Quando casou todas filhas que estavam com ela decidiu que era o momento de saber notícias da outra que havia deixado para trás.No total eram seis filhas mulheres e dois homens. Meire estaria, no início da busca, com quase 30 anos.

A irmã mais velha, também chamada Olga, que presenciou a doação com nove anos de idade e nunca abandonou a idéia de que um dia iria achar a irmã, tomou frente às buscas. Conseguiu as mais importantes informações do paradeiro de Meire, sigilosamente, pelo exército. Um oficial ficou sensibilizado com a história de Olga e “por baixo dos panos” conseguiu descobrir que Meire vivia em São Paulo e já estava casada.

Olga, a filha, foi com o marido até a casa de Meire, porém não a encontrou. Falou com a filha dela,Jussara, então com 12 anos, com a irmã de Isis e relatou tudo. Foi uma surpresa para a família descobrir que Meire era filha adotiva. No entanto, Olga foi embora naquele dia sem revelar diretamente para Meire o segredo. Deixou apenas seu endereço em Curitiba. Meire descobriu tudo sobre ela depois que conversou com a tia.

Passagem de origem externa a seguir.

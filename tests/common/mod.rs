#![allow(dead_code)]

use std::collections::HashMap;
use std::sync::atomic::{AtomicBool, AtomicUsize, Ordering};
use std::sync::{Arc, Mutex};

use anyhow::anyhow;
use async_trait::async_trait;
use chrono::{DateTime, Utc};
use rust_decimal::Decimal;
use tokio::sync::{RwLock, RwLockWriteGuard};
use uuid::Uuid;

use afrozon_backend::cache::MemoryCache;
use afrozon_backend::clients::{ListingProvider, ProviderError, RateSource};
use afrozon_backend::config::EnvironmentConfig;
use afrozon_backend::models::listing::{ExternalListing, ListingQuery, Photo, Specifications};
use afrozon_backend::models::profile::ShippingAddress;
use afrozon_backend::models::vehicle::{ApiSyncStatus, Vehicle, VehicleSource};
use afrozon_backend::repositories::memory::{
    MemoryActivityLog, MemoryFeeSettingsStore, MemoryOrderStore, MemoryProfileDirectory,
    MemoryVehicleStore,
};
use afrozon_backend::services::ManualPaymentGateway;
use afrozon_backend::state::{AppState, Backends};

/// Proveedor de listados con respuestas programables
#[derive(Default)]
pub struct FakeListingProvider {
    listings: Mutex<Vec<ExternalListing>>,
    by_vin: Mutex<HashMap<String, ExternalListing>>,
    failing: AtomicBool,
    list_calls: AtomicUsize,
    vin_calls: AtomicUsize,
    vin_gate: RwLock<()>,
}

impl FakeListingProvider {
    pub fn new() -> Self {
        Self::default()
    }

    /// Publicar un listado tanto en búsquedas como por VIN
    pub fn publish(&self, listing: ExternalListing) {
        self.by_vin
            .lock()
            .unwrap()
            .insert(listing.vin.clone(), listing.clone());
        self.listings.lock().unwrap().push(listing);
    }

    pub fn set_price(&self, vin: &str, price: Decimal) {
        if let Some(listing) = self.by_vin.lock().unwrap().get_mut(vin) {
            listing.price_usd = Some(price);
        }
        for listing in self.listings.lock().unwrap().iter_mut() {
            if listing.vin == vin {
                listing.price_usd = Some(price);
            }
        }
    }

    pub fn set_failing(&self, failing: bool) {
        self.failing.store(failing, Ordering::SeqCst);
    }

    pub fn list_calls(&self) -> usize {
        self.list_calls.load(Ordering::SeqCst)
    }

    pub fn vin_calls(&self) -> usize {
        self.vin_calls.load(Ordering::SeqCst)
    }

    /// Retener las búsquedas por VIN hasta soltar el guard
    pub async fn hold_vin_lookups(&self) -> RwLockWriteGuard<'_, ()> {
        self.vin_gate.write().await
    }

    fn check(&self) -> Result<(), ProviderError> {
        if self.failing.load(Ordering::SeqCst) {
            return Err(ProviderError::Status(503));
        }
        Ok(())
    }
}

#[async_trait]
impl ListingProvider for FakeListingProvider {
    async fn fetch_listings(&self, _query: &ListingQuery) -> Result<Vec<ExternalListing>, ProviderError> {
        self.list_calls.fetch_add(1, Ordering::SeqCst);
        self.check()?;
        Ok(self.listings.lock().unwrap().clone())
    }

    async fn fetch_listing_by_vin(&self, vin: &str) -> Result<Option<ExternalListing>, ProviderError> {
        self.vin_calls.fetch_add(1, Ordering::SeqCst);
        let _open = self.vin_gate.read().await;
        self.check()?;
        Ok(self.by_vin.lock().unwrap().get(vin).cloned())
    }

    async fn fetch_photos(&self, vin: &str) -> Result<Vec<Photo>, ProviderError> {
        self.check()?;
        Ok(vec![Photo {
            url: format!("https://cdn.example.com/{}/front.jpg", vin),
            is_primary: true,
            caption: None,
        }])
    }

    async fn fetch_specifications(&self, _vin: &str) -> Result<Option<Specifications>, ProviderError> {
        self.check()?;
        Ok(Some(Specifications {
            engine: Some("2.5L I4".to_string()),
            doors: Some(4),
            ..Default::default()
        }))
    }
}

/// Tasa fija
pub struct FixedRate(pub Decimal);

#[async_trait]
impl RateSource for FixedRate {
    async fn fetch_rate(&self, _from: &str, _to: &str) -> anyhow::Result<Decimal> {
        Ok(self.0)
    }
}

/// Fuente de tasas caída
pub struct FailingRate;

#[async_trait]
impl RateSource for FailingRate {
    async fn fetch_rate(&self, from: &str, to: &str) -> anyhow::Result<Decimal> {
        Err(anyhow!("no rate for {}/{}", from, to))
    }
}

pub fn test_config() -> EnvironmentConfig {
    EnvironmentConfig {
        environment: "test".into(),
        port: 0,
        host: "127.0.0.1".into(),
        database_url: "postgres://localhost/afrozon_test".into(),
        redis_url: None,
        listing_api_url: "http://localhost".into(),
        listing_api_key: None,
        exchange_rate_api_url: "http://localhost".into(),
        local_currency: "NGN".into(),
        vehicle_cache_ttl_secs: 43_200,
        deposit_percent: Decimal::from(30),
        noise_makes: vec![],
        order_number_prefix: "AFZ".into(),
        request_timeout_secs: 5,
        cors_origins: vec![],
        log_level: None,
    }
}

/// Aplicación completa sobre backends en memoria
pub struct TestApp {
    pub state: AppState,
    pub vehicles: Arc<MemoryVehicleStore>,
    pub orders: Arc<MemoryOrderStore>,
    pub activity: Arc<MemoryActivityLog>,
    pub profiles: Arc<MemoryProfileDirectory>,
    pub provider: Arc<FakeListingProvider>,
    pub cache: Arc<MemoryCache>,
}

impl TestApp {
    pub fn new() -> Self {
        Self::with_rates(Arc::new(FixedRate(Decimal::from(1500))))
    }

    pub fn with_rates(rates: Arc<dyn RateSource>) -> Self {
        Self::with_config(test_config(), rates)
    }

    pub fn with_config(config: EnvironmentConfig, rates: Arc<dyn RateSource>) -> Self {
        let vehicles = Arc::new(MemoryVehicleStore::new());
        let orders = Arc::new(MemoryOrderStore::new());
        let activity = Arc::new(MemoryActivityLog::new());
        let profiles = Arc::new(MemoryProfileDirectory::new());
        let provider = Arc::new(FakeListingProvider::new());
        let cache = Arc::new(MemoryCache::new());

        let backends = Backends {
            vehicles: vehicles.clone(),
            orders: orders.clone(),
            fees: Arc::new(MemoryFeeSettingsStore::new()),
            activity: activity.clone(),
            profiles: profiles.clone(),
            cache: cache.clone(),
            provider: provider.clone(),
            rates,
            gateway: Arc::new(ManualPaymentGateway),
        };

        Self {
            state: AppState::new(config, backends),
            vehicles,
            orders,
            activity,
            profiles,
            provider,
            cache,
        }
    }

    /// Cliente con dirección de envío por defecto
    pub async fn customer_with_address(&self) -> Uuid {
        let user_id = Uuid::new_v4();
        self.profiles
            .set_default_address(user_id, address())
            .await;
        user_id
    }
}

pub fn address() -> ShippingAddress {
    ShippingAddress {
        address_id: Uuid::new_v4(),
        full_name: "Adaeze Okafor".into(),
        phone: Some("+2348012345678".into()),
        street: "12 Admiralty Way".into(),
        city: "Lagos".into(),
        state: Some("Lagos".into()),
        country: "NG".into(),
        postal_code: Some("101233".into()),
    }
}

pub fn listing(vin: &str, make: &str, model: &str, price: Decimal) -> ExternalListing {
    ExternalListing {
        vin: vin.to_string(),
        listing_id: Some(format!("mc-{}", &vin[..6])),
        make: make.to_string(),
        model: model.to_string(),
        year: 2019,
        trim: Some("SE".to_string()),
        price_usd: Some(price),
        mileage: Some(42_000),
        body_type: Some("Sedan".to_string()),
        fuel_type: Some("Gasoline".to_string()),
        transmission: Some("Automatic".to_string()),
        exterior_color: Some("Black".to_string()),
        region: Some("TX".to_string()),
        dealer_name: Some("Lone Star Motors".to_string()),
        photo_urls: vec![],
    }
}

/// Vehículo persistido de origen API, sincronizado en `last_sync`
pub fn synced_vehicle(listing: &ExternalListing, last_sync: DateTime<Utc>) -> Vehicle {
    let mut vehicle = Vehicle::ephemeral(listing, vec![], None, last_sync).unwrap();
    vehicle.source = VehicleSource::Api;
    vehicle.api_sync_status = ApiSyncStatus::Synced;
    vehicle.last_api_sync = Some(last_sync);
    vehicle
}

pub const VIN_A: &str = "1HGCM82633A004352";
pub const VIN_B: &str = "2T1BURHE5JC012345";
pub const VIN_C: &str = "5YJ3E1EA7KF317000";
//! Dirección de envío provista por el servicio de perfiles/direcciones

use serde::{Deserialize, Serialize};
use uuid::Uuid;

/// Copia de la dirección de envío por defecto del perfil
#[derive(Debug, Clone, Serialize, Deserialize, PartialEq)]
pub struct ShippingAddress {
    pub address_id: Uuid,
    pub full_name: String,
    pub phone: Option<String>,
    pub street: String,
    pub city: String,
    pub state: Option<String>,
    pub country: String,
    pub postal_code: Option<String>,
}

A carta de Meire a Olga chegou uma semana depois da ida a São Paulo. Era um relato cheio de emoções sobre sua vida e a cisma que tinha em se sentir tão diferente da mãe Isis, que era morena e ela loira de olhos azuis. Mas resposta era sempre a mesma, que tinha traços da família italiana do pai.

As cartas de Meire, segundo Nadia, quando chegavam a Curitiba era um acontecimento festivo, passavam por todos os irmãos e a resposta era feita com papel carbono para que a família inteira pudesse curtir o contato com a irmãzinha.

Meire concordou em conhecer sua mãe biológica,embora exigisse que ninguém revelasse a sua mãe adotiva nada sobre a descoberta do segredo da adoção. Isis foi poupada de passar pelo vexame de saber que o mundo tinha descoberto a sua “amorosa farsa da maternidade”. Nádia conta que ela, certa vez, teve a oportunidade de escutar da mãe adotiva de Meire detalhes do seu parto. “É engraçado... quando fazemos da mentira uma verdade, ela se encalacra dentro da gente ao ponto de acreditarmos que é verdade. Até assinamos embaixo”. Assim aconteceu, Isis morreu sem saber que Meire tinha descoberto a sua condição de filha adotiva.

Quanto descrever o momento do encontro entre a mãe biológica e Meire é uma tarefa impossível. Não existem palavras adequadas para transcrever a intensidade da emoção do abraço entre elas. Imagina-se que naquela fração de segundos do aperto entre os dois corações, frente a frente, houve troca de energia amorosa, sem dúvida. Meire, de um lado, usufruindo de um afeto que foi reprimido por tantos anos nos sentimentos de Olga, e a corajosa mulher do ferreiro, de outro, dissipando a dor por ter renunciado à sua filha por amor, que, talvez tenha carregado como culpa em sua alma. Ali, naquele momento, teve a certeza que a escolha foi certa: Meire sobreviveu e cresceu saudável.

Stanilau e Olga, Isis e seu marido, os quatro protagonistas principais desta história são exemplos de integridade de caráter e de respeito pelos valores de vida, sobretudo Olga que soube dissolver na energia do AMOR a força destrutiva da violência.

Assim, Meire descobriu que é uma filha única com sete irmãos. Além disso, brinca sempre que o seu marido foi o único prejudicado nesta história, pois teve que aguentar duas sogras.